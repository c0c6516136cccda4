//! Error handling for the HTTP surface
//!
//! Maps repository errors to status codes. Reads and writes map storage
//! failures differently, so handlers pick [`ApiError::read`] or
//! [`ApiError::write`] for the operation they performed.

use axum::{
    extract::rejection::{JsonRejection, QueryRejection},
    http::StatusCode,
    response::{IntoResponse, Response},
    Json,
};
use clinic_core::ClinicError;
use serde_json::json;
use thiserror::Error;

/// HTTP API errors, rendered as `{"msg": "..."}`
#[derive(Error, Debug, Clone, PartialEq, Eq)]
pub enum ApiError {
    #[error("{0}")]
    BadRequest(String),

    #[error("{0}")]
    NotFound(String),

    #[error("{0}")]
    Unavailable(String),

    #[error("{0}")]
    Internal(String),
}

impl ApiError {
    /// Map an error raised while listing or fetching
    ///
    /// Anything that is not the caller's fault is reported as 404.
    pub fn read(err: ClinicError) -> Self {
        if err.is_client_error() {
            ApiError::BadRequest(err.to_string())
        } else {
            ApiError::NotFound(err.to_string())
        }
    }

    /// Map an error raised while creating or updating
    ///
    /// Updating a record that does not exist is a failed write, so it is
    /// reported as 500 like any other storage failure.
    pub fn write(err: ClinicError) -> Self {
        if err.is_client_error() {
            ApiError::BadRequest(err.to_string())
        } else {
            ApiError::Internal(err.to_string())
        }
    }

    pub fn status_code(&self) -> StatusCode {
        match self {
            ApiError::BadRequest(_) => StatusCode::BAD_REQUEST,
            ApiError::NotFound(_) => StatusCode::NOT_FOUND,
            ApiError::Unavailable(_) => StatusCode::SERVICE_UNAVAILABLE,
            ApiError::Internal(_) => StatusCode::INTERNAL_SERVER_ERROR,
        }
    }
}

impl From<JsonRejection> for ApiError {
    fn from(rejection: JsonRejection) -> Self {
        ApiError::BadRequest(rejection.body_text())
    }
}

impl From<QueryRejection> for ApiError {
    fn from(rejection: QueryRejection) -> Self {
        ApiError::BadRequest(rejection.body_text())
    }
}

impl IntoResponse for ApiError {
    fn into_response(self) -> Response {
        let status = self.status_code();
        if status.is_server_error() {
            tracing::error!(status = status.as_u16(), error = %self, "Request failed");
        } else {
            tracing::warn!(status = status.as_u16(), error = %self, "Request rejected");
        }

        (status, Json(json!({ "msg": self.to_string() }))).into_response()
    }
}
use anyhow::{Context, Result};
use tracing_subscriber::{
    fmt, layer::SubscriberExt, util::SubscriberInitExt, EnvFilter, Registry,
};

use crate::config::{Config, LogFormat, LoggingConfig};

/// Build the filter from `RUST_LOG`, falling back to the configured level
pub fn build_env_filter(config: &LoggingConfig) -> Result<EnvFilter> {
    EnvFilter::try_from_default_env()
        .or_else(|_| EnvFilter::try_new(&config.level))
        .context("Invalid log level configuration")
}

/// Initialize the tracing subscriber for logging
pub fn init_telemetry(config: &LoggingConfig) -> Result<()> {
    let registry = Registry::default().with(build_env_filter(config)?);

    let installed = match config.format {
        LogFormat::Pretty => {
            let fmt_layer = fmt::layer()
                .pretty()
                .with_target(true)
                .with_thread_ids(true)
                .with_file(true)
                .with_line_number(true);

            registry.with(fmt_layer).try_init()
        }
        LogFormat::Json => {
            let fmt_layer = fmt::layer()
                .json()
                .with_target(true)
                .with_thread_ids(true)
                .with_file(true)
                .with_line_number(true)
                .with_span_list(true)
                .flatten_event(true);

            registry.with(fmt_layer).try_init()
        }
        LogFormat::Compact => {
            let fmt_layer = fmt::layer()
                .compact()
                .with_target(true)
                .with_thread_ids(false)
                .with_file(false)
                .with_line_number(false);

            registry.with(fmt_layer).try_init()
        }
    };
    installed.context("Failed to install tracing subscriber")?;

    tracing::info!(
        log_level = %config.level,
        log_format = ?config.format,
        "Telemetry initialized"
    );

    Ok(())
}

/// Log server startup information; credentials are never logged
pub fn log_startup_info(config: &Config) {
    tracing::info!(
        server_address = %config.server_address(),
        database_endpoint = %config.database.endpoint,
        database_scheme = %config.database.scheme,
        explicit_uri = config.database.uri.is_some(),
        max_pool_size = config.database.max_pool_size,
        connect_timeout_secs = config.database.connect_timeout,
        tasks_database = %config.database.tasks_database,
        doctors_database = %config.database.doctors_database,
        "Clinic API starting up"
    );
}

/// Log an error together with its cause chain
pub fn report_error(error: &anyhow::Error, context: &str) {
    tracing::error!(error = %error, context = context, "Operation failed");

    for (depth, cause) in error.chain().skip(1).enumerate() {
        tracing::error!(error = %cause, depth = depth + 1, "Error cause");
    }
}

....

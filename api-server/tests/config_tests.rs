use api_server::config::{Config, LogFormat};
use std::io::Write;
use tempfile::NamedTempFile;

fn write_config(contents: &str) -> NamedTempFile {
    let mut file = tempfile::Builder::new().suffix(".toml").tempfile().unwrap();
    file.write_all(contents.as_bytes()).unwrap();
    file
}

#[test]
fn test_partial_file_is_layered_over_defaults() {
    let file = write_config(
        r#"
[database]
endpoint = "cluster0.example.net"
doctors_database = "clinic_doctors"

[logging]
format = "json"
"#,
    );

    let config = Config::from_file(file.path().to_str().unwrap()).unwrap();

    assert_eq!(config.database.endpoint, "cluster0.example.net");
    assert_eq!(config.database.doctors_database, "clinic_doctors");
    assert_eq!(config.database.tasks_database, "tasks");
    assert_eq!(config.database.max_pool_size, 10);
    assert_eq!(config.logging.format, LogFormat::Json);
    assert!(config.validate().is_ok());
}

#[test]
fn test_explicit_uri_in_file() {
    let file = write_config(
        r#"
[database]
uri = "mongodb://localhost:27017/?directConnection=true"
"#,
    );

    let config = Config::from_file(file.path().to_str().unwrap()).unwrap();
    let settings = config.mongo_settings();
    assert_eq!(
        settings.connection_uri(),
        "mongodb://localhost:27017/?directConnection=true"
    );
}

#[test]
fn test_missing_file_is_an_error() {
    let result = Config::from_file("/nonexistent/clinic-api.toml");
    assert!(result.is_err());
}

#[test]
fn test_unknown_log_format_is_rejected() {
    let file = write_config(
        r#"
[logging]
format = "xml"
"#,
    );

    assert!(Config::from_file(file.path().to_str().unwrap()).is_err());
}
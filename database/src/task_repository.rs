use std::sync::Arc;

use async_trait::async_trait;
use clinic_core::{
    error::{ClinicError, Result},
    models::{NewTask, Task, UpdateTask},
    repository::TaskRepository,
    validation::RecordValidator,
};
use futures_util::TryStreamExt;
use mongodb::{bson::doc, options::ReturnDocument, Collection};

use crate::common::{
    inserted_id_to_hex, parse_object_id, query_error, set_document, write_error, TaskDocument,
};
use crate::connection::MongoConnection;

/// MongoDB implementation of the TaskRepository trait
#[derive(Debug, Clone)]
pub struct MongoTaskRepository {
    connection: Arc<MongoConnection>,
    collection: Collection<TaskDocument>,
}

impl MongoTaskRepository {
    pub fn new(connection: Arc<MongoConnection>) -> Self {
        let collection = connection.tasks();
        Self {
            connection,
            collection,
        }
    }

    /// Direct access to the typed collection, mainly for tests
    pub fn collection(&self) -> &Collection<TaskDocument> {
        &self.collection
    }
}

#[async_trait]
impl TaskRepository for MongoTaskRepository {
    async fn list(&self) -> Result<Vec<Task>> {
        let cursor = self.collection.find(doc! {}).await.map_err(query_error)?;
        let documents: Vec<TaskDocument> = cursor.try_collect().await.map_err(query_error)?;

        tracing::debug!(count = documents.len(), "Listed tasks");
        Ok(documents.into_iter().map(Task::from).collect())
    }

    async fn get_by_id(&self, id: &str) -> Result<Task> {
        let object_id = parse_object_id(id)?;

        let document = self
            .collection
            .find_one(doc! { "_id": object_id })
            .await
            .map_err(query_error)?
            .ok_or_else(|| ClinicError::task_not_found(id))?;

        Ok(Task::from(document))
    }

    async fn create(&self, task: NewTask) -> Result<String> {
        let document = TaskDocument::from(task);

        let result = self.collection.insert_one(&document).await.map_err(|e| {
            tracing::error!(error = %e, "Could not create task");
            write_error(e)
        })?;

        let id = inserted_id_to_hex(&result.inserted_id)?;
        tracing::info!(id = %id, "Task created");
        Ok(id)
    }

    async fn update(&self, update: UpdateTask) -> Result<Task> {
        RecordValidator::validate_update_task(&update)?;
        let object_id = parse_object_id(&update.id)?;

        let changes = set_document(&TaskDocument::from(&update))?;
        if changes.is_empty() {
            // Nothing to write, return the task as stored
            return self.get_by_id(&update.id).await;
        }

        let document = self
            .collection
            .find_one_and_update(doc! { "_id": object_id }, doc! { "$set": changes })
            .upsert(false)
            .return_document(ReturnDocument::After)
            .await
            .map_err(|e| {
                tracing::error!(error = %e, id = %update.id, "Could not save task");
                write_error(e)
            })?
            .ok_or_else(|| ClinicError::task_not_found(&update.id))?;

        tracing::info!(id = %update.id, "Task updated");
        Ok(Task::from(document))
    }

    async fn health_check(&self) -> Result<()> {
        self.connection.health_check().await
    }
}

....

Both end lines included, restate word for word the lines above from the line with "repository c0c6516136cccda4" to the line with "API errors, rendered", and nothing else.

• _Response to this exercise_:
repository c0c6516136cccda4
//! Error handling for the HTTP surface
//!
//! Maps repository errors to status codes. Reads and writes map storage
//! failures differently, so handlers pick [`ApiError::read`] or
//! [`ApiError::write`] for the operation they performed.

use axum::{
    extract::rejection::{JsonRejection, QueryRejection},
    http::StatusCode,
    response::{IntoResponse, Response},
    Json,
};
use clinic_core::ClinicError;
use serde_json::json;
use thiserror::Error;

/// HTTP API errors, rendered as `{"msg": "..."}`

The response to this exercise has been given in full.